I’ve been keeping a rather jaundiced eye on the bitcoin phenomenon since shortly after it first became a thing. Now, as then, I believe that at some point cryptocurrency will be widely adopted. But that it be governed by some sort of world bank-ish type of entity, not by a bunch of private investors and fanboys who seem like they ought to be celebrating Talk Like a Pirate Day, not ruling the international monetary system.
To me, crypto has always been a weird little world, and it’s just gotten even weirder.
It began with the death – or, as many articles term it, the “alleged” death – of one Gerald Cotten. Cotten was/is the founder of Quadriga, a Canadian crypto exchange.
Cotten supposedly took the keys to his crypto kingdom (i.e., the passwords) with him, and now, no one can get into the digital ledgers kept on his encrypted laptop. To the tune of coins worth $144M.
Not a terribly major amount of money – certainly not enough to upset the crypto applecart, as there’s estimated to be about $400B of it floating or not floating around out there.
Still, $144M is plenty of money if you’re one of the Quadriga account holders who had a piece of what was stored in Cotten’s “cold wallet” (off the Internet and stored on impregnable hardware).
Anyway, since Cotten’s (alleged) death in December, sleuths have been trying to figure out what’s in his wallets.
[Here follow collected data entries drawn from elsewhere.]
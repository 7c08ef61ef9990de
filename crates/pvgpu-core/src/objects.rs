use std::sync::atomic::{AtomicU64, Ordering};
use std::sync::Arc;

use parking_lot::Mutex;
use pvgpu_protocol::{D3dkmtHandle, PageGeometry};

use crate::memory::PinnedPages;

/// A user-space CPU mapping of an allocation, shared by nested lock calls.
#[derive(Debug, Clone, Copy, PartialEq, Eq)]
pub struct CpuMapping {
    pub user_va: u64,
    pub refcount: u32,
}

/// Guest-side state of one host allocation.
#[derive(Debug)]
pub struct Allocation {
    handle: D3dkmtHandle,
    size: u64,
    cached: bool,
    pinned: Mutex<Option<PinnedPages>>,
    cpu: Mutex<Option<CpuMapping>>,
}

impl Allocation {
    pub fn new(handle: D3dkmtHandle, size: u64, cached: bool, pinned: Option<PinnedPages>) -> Self {
        Self {
            handle,
            size,
            cached,
            pinned: Mutex::new(pinned),
            cpu: Mutex::new(None),
        }
    }

    pub fn handle(&self) -> D3dkmtHandle {
        self.handle
    }

    pub fn size(&self) -> u64 {
        self.size
    }

    pub fn is_cached(&self) -> bool {
        self.cached
    }

    /// True when the allocation is backed by pinned user memory.
    pub fn is_sysmem(&self) -> bool {
        self.pinned.lock().is_some()
    }

    /// Whole pages covered by the host allocation size.
    pub fn num_pages(&self, geometry: PageGeometry) -> u64 {
        self.size >> geometry.shift()
    }

    /// User address of the system memory backing the allocation.
    pub fn sysmem_user_va(&self) -> Option<u64> {
        self.pinned.lock().as_ref().map(|pages| pages.user_va)
    }

    pub(crate) fn pinned_frames(&self) -> Vec<u64> {
        self.pinned.lock().as_ref().map(|pages| pages.frames.clone()).unwrap_or_default()
    }

    /// Attach pinned backing pages. Hands them back if the allocation already has some.
    pub(crate) fn attach_pinned_pages(&self, pages: PinnedPages) -> Result<(), PinnedPages> {
        let mut slot = self.pinned.lock();
        if slot.is_some() {
            return Err(pages);
        }
        *slot = Some(pages);
        Ok(())
    }

    pub fn take_pinned_pages(&self) -> Option<PinnedPages> {
        self.pinned.lock().take()
    }

    pub fn cpu_mapping(&self) -> Option<CpuMapping> {
        *self.cpu.lock()
    }

    pub(crate) fn cpu_slot(&self) -> &Mutex<Option<CpuMapping>> {
        &self.cpu
    }
}

#[derive(Debug)]
pub struct Resource {
    handle: D3dkmtHandle,
}

impl Resource {
    pub fn new(handle: D3dkmtHandle) -> Self {
        Self { handle }
    }

    pub fn handle(&self) -> D3dkmtHandle {
        self.handle
    }
}

/// A hardware queue and its progress fence.
#[derive(Debug)]
pub struct HwQueue {
    handle: D3dkmtHandle,
    progress_fence: D3dkmtHandle,
    progress_fence_gpu_va: u64,
    /// User address the host's fence storage is mapped at, 0 until mapped
    progress_fence_cpu_va: AtomicU64,
}

impl HwQueue {
    pub fn new(handle: D3dkmtHandle, progress_fence: D3dkmtHandle, progress_fence_gpu_va: u64) -> Self {
        Self {
            handle,
            progress_fence,
            progress_fence_gpu_va,
            progress_fence_cpu_va: AtomicU64::new(0),
        }
    }

    pub fn handle(&self) -> D3dkmtHandle {
        self.handle
    }

    pub fn progress_fence(&self) -> D3dkmtHandle {
        self.progress_fence
    }

    pub fn progress_fence_gpu_va(&self) -> u64 {
        self.progress_fence_gpu_va
    }

    pub fn progress_fence_cpu_va(&self) -> Option<u64> {
        match self.progress_fence_cpu_va.load(Ordering::Acquire) {
            0 => None,
            va => Some(va),
        }
    }

    pub(crate) fn set_progress_fence_cpu_va(&self, va: u64) {
        self.progress_fence_cpu_va.store(va, Ordering::Release);
    }

    pub(crate) fn take_progress_fence_cpu_va(&self) -> Option<u64> {
        match self.progress_fence_cpu_va.swap(0, Ordering::AcqRel) {
            0 => None,
            va => Some(va),
        }
    }
}

#[derive(Debug, Clone, Copy, PartialEq, Eq, Hash)]
pub enum HandleKind {
    Allocation,
    Resource,
    HwQueue,
    MonitoredFence,
}

/// An object registered in a process handle table.
#[derive(Debug, Clone)]
pub enum HandleObject {
    Allocation(Arc<Allocation>),
    Resource(Arc<Resource>),
    HwQueue(Arc<HwQueue>),
    /// A hardware queue's progress fence, resolved to its queue
    MonitoredFence(Arc<HwQueue>),
}

impl HandleObject {
    pub fn kind(&self) -> HandleKind {
        match self {
            HandleObject::Allocation(_) => HandleKind::Allocation,
            HandleObject::Resource(_) => HandleKind::Resource,
            HandleObject::HwQueue(_) => HandleKind::HwQueue,
            HandleObject::MonitoredFence(_) => HandleKind::MonitoredFence,
        }
    }

    pub fn as_allocation(&self) -> Option<&Arc<Allocation>> {
        match self {
            HandleObject::Allocation(a) => Some(a),
            _ => None,
        }
    }
}

/// Where a host fence page is visible to the guest process.
#[derive(Debug, Clone, Copy, Default, PartialEq, Eq)]
pub struct FenceMapping {
    pub cpu_va: u64,
    pub gpu_va: u64,
}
And what they’re finding is that those wallets were nearly empty.
So where’d the dough go?
Ernst & Young has been trying their damnedest to get to the bottom of things, but so far they’ve only found about 10% of the missing coins.
And now the G-men and the Mounties have gotten in on the act:
The Federal Bureau of Investigation and the Royal Canadian Mounted Police are said to be looking into the implosion of Quadriga, a cryptocurrency exchange that has been unable to account for at least $136 million in customer funds since the mysterious death of its 30-year-old CEO in December. (Source: Fortune)
Some maintain that the money was never in a cold wallet to begin with, but is circulating in hot wallets (on the Internet, somewhat traceable). But where is it?
This isn’t the first flakiness that Quadriga has been involved in. Among other oddities of a suspicious nature, Cotten’s co-founder is a felon who’d been convicted of identity theft, and has been tied to money laundering as well.
Anyway, I’m sure the Feds and the Mounties will figure out where the real-fake-money went. And maybe even whether Cotten has actually died. (There is no evidence that he’s alive, but the evidence that he died – which occurred in India, where (allegedly) it’s easy enough to fake a death – is a bit sketchy.)
Meanwhile, I’ll be keeping my actual, concrete money in actual, concrete financial institutions where it belongs. Personally, I’d stuff my money in my mattress before I’d invest in cryptocurrency.